The thing is, I know for sure I can always count on the coming of warmer weather once I hear Niska overhead flying further north to Weenaybek, the Cree word for the great James Bay.
Many of my family members and friends along the coast have been on the land now for some time harvesting Niska. They do so with a lot of modern technology and even with the aid of helicopters to fly into remote traditional hunting grounds.
Some things about the hunt though will never change. My family mostly hunts and gathers on our traditional lands of the Lakitusaki (Lake River) region, the Attawapiskat River delta and on Akamiski Island. My ancestors have been doing this for as long as my people, the Cree of James Bay, have been documenting time.
Our traditional lands are known to us at a young age. When I was a young boy it was a normal part of life to head out onto our traditional lands to hunt and gather.
We Cree are lucky to have had an upbringing in which our age-old ways were passed down from our ancestors in regards to hunting and fishing. We are the proof that the passing on of these skills was important simply because of the fact we are still here and flourishing despite the arrival of the Europeans and the colonization efforts we had to endure for hundreds of years.

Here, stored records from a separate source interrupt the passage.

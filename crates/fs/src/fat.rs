//! 簇分配表（FAT）
//!
//! 表项 `entries[c]` 描述簇 `c` 的后继：
//! [`FREE_CLUSTER`] 表示空闲，[`END_OF_CHAIN`] 表示链尾，其余值为下一簇的簇号。
//! 每簇一个扇区，簇号与扇区号一一对应。
//!
//! 整张表常驻内存，挂载时整体读入，卸载时整体写回。
//! 可分配的簇位于 `[data_start, last_cluster)`；`0..data_start` 与 `last_cluster`
//! 作为保留簇始终标记为链尾。

use alloc::vec;
use alloc::vec::Vec;

use crate::cache::BufferCache;
use crate::error::{FsError, FsResult};
use crate::layout::{
    BootRecord, END_OF_CHAIN, ENTRIES_PER_SECTOR, FREE_CLUSTER, ROOT_DIR_CLUSTER, SECTOR_SIZE,
    get_u32, put_u32,
};

/// 簇号
#[derive(Debug, Clone, Copy, PartialEq, Eq, PartialOrd, Ord, Hash)]
#[repr(transparent)]
pub struct ClusterId(pub u32);

impl ClusterId {
    /// 原始簇号
    pub const fn raw(self) -> u32 {
        self.0
    }
}

/// 簇号转扇区号（恒等映射）
#[inline]
pub const fn cluster_to_sector(cluster: ClusterId) -> u32 {
    cluster.0
}

/// 扇区号转簇号（恒等映射）
#[inline]
pub const fn sector_to_cluster(sector: u32) -> ClusterId {
    ClusterId(sector)
}

/// 内存中的 FAT
pub struct Fat {
    boot: BootRecord,
    entries: Vec<u32>,
    data_start: u32,
    last_cluster: u32,
}

impl Fat {
    /// 为 `total_sectors` 个扇区的卷生成一张全新的表（只在内存中）
    pub fn create(total_sectors: u32) -> FsResult<Self> {
        let boot = BootRecord::new(total_sectors);
        if !boot.is_valid() {
            log::error!("fat: volume of {} sectors is too small", total_sectors);
            return Err(FsError::NoSpace);
        }
        let mut fat = Self::with_boot(boot);
        for reserved in 0..fat.data_start {
            fat.entries[reserved as usize] = END_OF_CHAIN;
        }
        fat.entries[fat.last_cluster as usize] = END_OF_CHAIN;
        fat.entries[ROOT_DIR_CLUSTER as usize] = END_OF_CHAIN;
        Ok(fat)
    }

    fn with_boot(boot: BootRecord) -> Self {
        Self {
            entries: vec![FREE_CLUSTER; boot.total_sectors as usize],
            data_start: boot.fat_start + boot.fat_sectors,
            last_cluster: boot.total_sectors - 1,
            boot,
        }
    }

    /// 挂载：读取引导记录，魔数有效则载入磁盘上的表，否则新建一张。
    ///
    /// 返回值的第二项表示是否新建（需要调用方重新格式化根目录）。
    pub fn mount(cache: &BufferCache) -> FsResult<(Self, bool)> {
        let mut raw = [0u8; SECTOR_SIZE];
        cache.read(0, &mut raw)?;
        let boot = BootRecord::decode(&raw);
        if boot.is_valid() && boot.total_sectors <= cache.total_sectors() {
            let mut fat = Self::with_boot(boot);
            fat.load(cache)?;
            return Ok((fat, false));
        }
        log::warn!("fat: bad boot record (magic {:#x}), reformatting", boot.magic);
        Ok((Self::create(cache.total_sectors())?, true))
    }

    /// 逐扇区从磁盘读入整张表，最后一个扇区只取需要的部分
    pub fn load(&mut self, cache: &BufferCache) -> FsResult<()> {
        let mut raw = [0u8; SECTOR_SIZE];
        let sectors = self.boot.fat_sectors as usize;
        for (i, chunk) in self.entries.chunks_mut(ENTRIES_PER_SECTOR).take(sectors).enumerate() {
            cache.read(self.boot.fat_start + i as u32, &mut raw)?;
            for (j, entry) in chunk.iter_mut().enumerate() {
                *entry = get_u32(&raw, j * 4);
            }
        }
        Ok(())
    }

    /// 写回引导记录，再逐扇区写回整张表，最后一个扇区补零
    pub fn flush(&self, cache: &BufferCache) -> FsResult<()> {
        cache.write(0, &self.boot.encode())?;
        let sectors = self.boot.fat_sectors as usize;
        for (i, chunk) in self.entries.chunks(ENTRIES_PER_SECTOR).take(sectors).enumerate() {
            let mut raw = [0u8; SECTOR_SIZE];
            for (j, &entry) in chunk.iter().enumerate() {
                put_u32(&mut raw, j * 4, entry);
            }
            cache.write(self.boot.fat_start + i as u32, &raw)?;
        }
        Ok(())
    }

    /// 引导记录
    pub fn boot(&self) -> &BootRecord {
        &self.boot
    }

    /// 表项数（等于卷的总扇区数）
    pub fn len(&self) -> usize {
        self.entries.len()
    }

    /// 表是否为空
    pub fn is_empty(&self) -> bool {
        self.entries.is_empty()
    }

    /// 第一个数据簇
    pub fn data_start(&self) -> ClusterId {
        ClusterId(self.data_start)
    }

    /// 最后一个有效簇号（保留，不参与分配）
    pub fn last_cluster(&self) -> ClusterId {
        ClusterId(self.last_cluster)
    }

    /// 可参与分配的簇数
    pub fn data_clusters(&self) -> usize {
        (self.last_cluster - self.data_start) as usize
    }

    /// 当前空闲簇数
    pub fn free_count(&self) -> usize {
        self.entries[self.data_start as usize..self.last_cluster as usize]
            .iter()
            .filter(|&&e| e == FREE_CLUSTER)
            .count()
    }

    /// 读取表项
    pub fn get(&self, cluster: ClusterId) -> FsResult<u32> {
        self.entries
            .get(cluster.0 as usize)
            .copied()
            .ok_or(FsError::OutOfRange)
    }

    /// 写入表项
    pub fn put(&mut self, cluster: ClusterId, value: u32) -> FsResult<()> {
        let entry = self
            .entries
            .get_mut(cluster.0 as usize)
            .ok_or(FsError::OutOfRange)?;
        *entry = value;
        Ok(())
    }

    /// 链上 `cluster` 的下一簇，链尾返回 `None`
    pub fn next(&self, cluster: ClusterId) -> FsResult<Option<ClusterId>> {
        match self.get(cluster)? {
            END_OF_CHAIN => Ok(None),
            FREE_CLUSTER => {
                log::error!("fat: cluster {} is free but linked from a chain", cluster.0);
                Err(FsError::Corrupted)
            }
            next => Ok(Some(ClusterId(next))),
        }
    }

    /// 分配一个空闲簇并标记为链尾。
    ///
    /// `prev` 为 `None` 时开始一条新链，否则把新簇接在 `prev` 之后。
    /// 从数据区开头线性扫描，找不到空闲簇时返回 [`FsError::NoSpace`]。
    pub fn allocate_chain(&mut self, prev: Option<ClusterId>) -> FsResult<ClusterId> {
        if let Some(prev) = prev {
            self.check_data_cluster(prev)?;
        }
        let found = (self.data_start..self.last_cluster)
            .find(|&c| self.entries[c as usize] == FREE_CLUSTER)
            .ok_or(FsError::NoSpace)?;
        let cluster = ClusterId(found);
        self.put(cluster, END_OF_CHAIN)?;
        if let Some(prev) = prev {
            self.put(prev, cluster.0)?;
        }
        Ok(cluster)
    }

    /// 释放从 `start` 开始的整条链。
    ///
    /// `prev` 给出时先把它改为链尾，把 `start` 开始的部分从原链上切下。
    /// 被遍历到的表项全部置为空闲。`start` 为 0 表示链尚未分配，直接返回。
    pub fn free_chain(&mut self, start: ClusterId, prev: Option<ClusterId>) -> FsResult<()> {
        if let Some(prev) = prev {
            self.check_data_cluster(prev)?;
            self.put(prev, END_OF_CHAIN)?;
        }
        if start.0 == FREE_CLUSTER {
            return Ok(());
        }
        self.check_chain_head(start)?;

        let mut cluster = start;
        for _ in 0..self.entries.len() {
            let next = self.get(cluster)?;
            self.put(cluster, FREE_CLUSTER)?;
            match next {
                END_OF_CHAIN => return Ok(()),
                FREE_CLUSTER => {
                    log::error!("fat: chain from {} runs into a free cluster", start.0);
                    return Err(FsError::Corrupted);
                }
                next => cluster = ClusterId(next),
            }
        }
        log::error!("fat: chain from {} does not terminate", start.0);
        Err(FsError::Corrupted)
    }

    /// 遍历从 `start` 开始的链，步数超过表长视为成环
    pub fn chain(&self, start: ClusterId) -> ChainIter<'_> {
        ChainIter {
            fat: self,
            next: (start.0 != FREE_CLUSTER).then_some(start),
            remaining: self.entries.len(),
        }
    }

    /// 沿链前进 `steps` 步，链不够长时返回 `None`
    pub fn nth_cluster(&self, start: ClusterId, steps: usize) -> FsResult<Option<ClusterId>> {
        match self.chain(start).nth(steps) {
            Some(result) => result.map(Some),
            None => Ok(None),
        }
    }

    fn check_data_cluster(&self, cluster: ClusterId) -> FsResult<()> {
        if (self.data_start..self.last_cluster).contains(&cluster.0) {
            Ok(())
        } else {
            Err(FsError::OutOfRange)
        }
    }

    /// 链头可以是数据簇，也可以是根目录簇（根目录 inode 头独占的单簇链）
    fn check_chain_head(&self, cluster: ClusterId) -> FsResult<()> {
        if cluster.0 == ROOT_DIR_CLUSTER {
            return Ok(());
        }
        self.check_data_cluster(cluster)
    }
}

/// [`Fat::chain`] 返回的迭代器
pub struct ChainIter<'a> {
    fat: &'a Fat,
    next: Option<ClusterId>,
    remaining: usize,
}

impl Iterator for ChainIter<'_> {
    type Item = FsResult<ClusterId>;

    fn next(&mut self) -> Option<Self::Item> {
        let current = self.next?;
        if self.remaining == 0 {
            self.next = None;
            return Some(Err(FsError::Corrupted));
        }
        self.remaining -= 1;
        match self.fat.next(current) {
            Ok(next) => {
                self.next = next;
                Some(Ok(current))
            }
            Err(e) => {
                self.next = None;
                Some(Err(e))
            }
        }
    }
}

No matter what happened to our world, my people have never stopped following their way of life in heading back out on to traditional lands and utilizing ancient skills that have had to do with our survival in all kinds of challenges over thousands of years.

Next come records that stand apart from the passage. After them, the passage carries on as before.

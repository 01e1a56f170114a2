//! 架构相关操作的 Mock 实现
//!
//! 注意：这里不直接依赖 `sync` crate（避免循环依赖）。
//! 使用方在测试代码中定义一个实现 `sync::ArchOps` 的包装类型，转发到这里。

use core::sync::atomic::{AtomicBool, AtomicUsize, Ordering};

/// 中断使能位
const SIE: usize = 0x2;

/// Mock 架构操作
pub struct MockArchOps {
    pub interrupt_state: AtomicBool,
    pub yields: AtomicUsize,
}

impl MockArchOps {
    pub const fn new() -> Self {
        Self {
            interrupt_state: AtomicBool::new(true),
            yields: AtomicUsize::new(0),
        }
    }

    pub unsafe fn read_and_disable_interrupts(&self) -> usize {
        if self.interrupt_state.swap(false, Ordering::SeqCst) {
            SIE
        } else {
            0
        }
    }

    pub unsafe fn restore_interrupts(&self, flags: usize) {
        self.interrupt_state.store(flags & SIE != 0, Ordering::SeqCst);
    }

    pub fn interrupt_enable_bit(&self) -> usize {
        SIE
    }

    /// 宿主机上没有调度器，记一次数后自旋
    pub fn yield_now(&self) {
        self.yields.fetch_add(1, Ordering::Relaxed);
        core::hint::spin_loop();
    }
}

/// 全局 Mock 实例
pub static MOCK_ARCH_OPS: MockArchOps = MockArchOps::new();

Although we have dealt with all of the terrors of colonization, including religion, forced assimilation, the residential school attempt at genocide and the destruction of family units, there was always the return to our traditional lands to hunt and gather.
When on the land we lived as our ancestors had for thousands of years, except maybe for the odd cup of tea or coffee and, of course, the easy to carry and prepare cans of spam, klik, corned beef hash, meatballs in gravy and Irish stew. Much of the time we ate what we harvested in Niska or Way-way, the snow goose or ‘wavy’.
On the land we always have the opportunity to harvest as many birds and animals as we want, but we are also respectful and thankful for the food we get that has kept us alive for generations. Our Elders teach us at an early age to harvest only what we need and that we can transport and preserve.
Most carry on with the spring and fall hunts in respectful and grateful teachings in our traditional lands where we connect in the footsteps of our ancestors and we find peace and we are rejuvenated in a world that has been familiar to us for time immemorial.
In the times we are witnessing right now I believe my people of the Great James Bay have the ability and capacity to survive and that is good to know considering the world wide pandemic we are being challenged with and the efforts of world leaders in taking us down a trail to nuclear war. We are the lucky ones.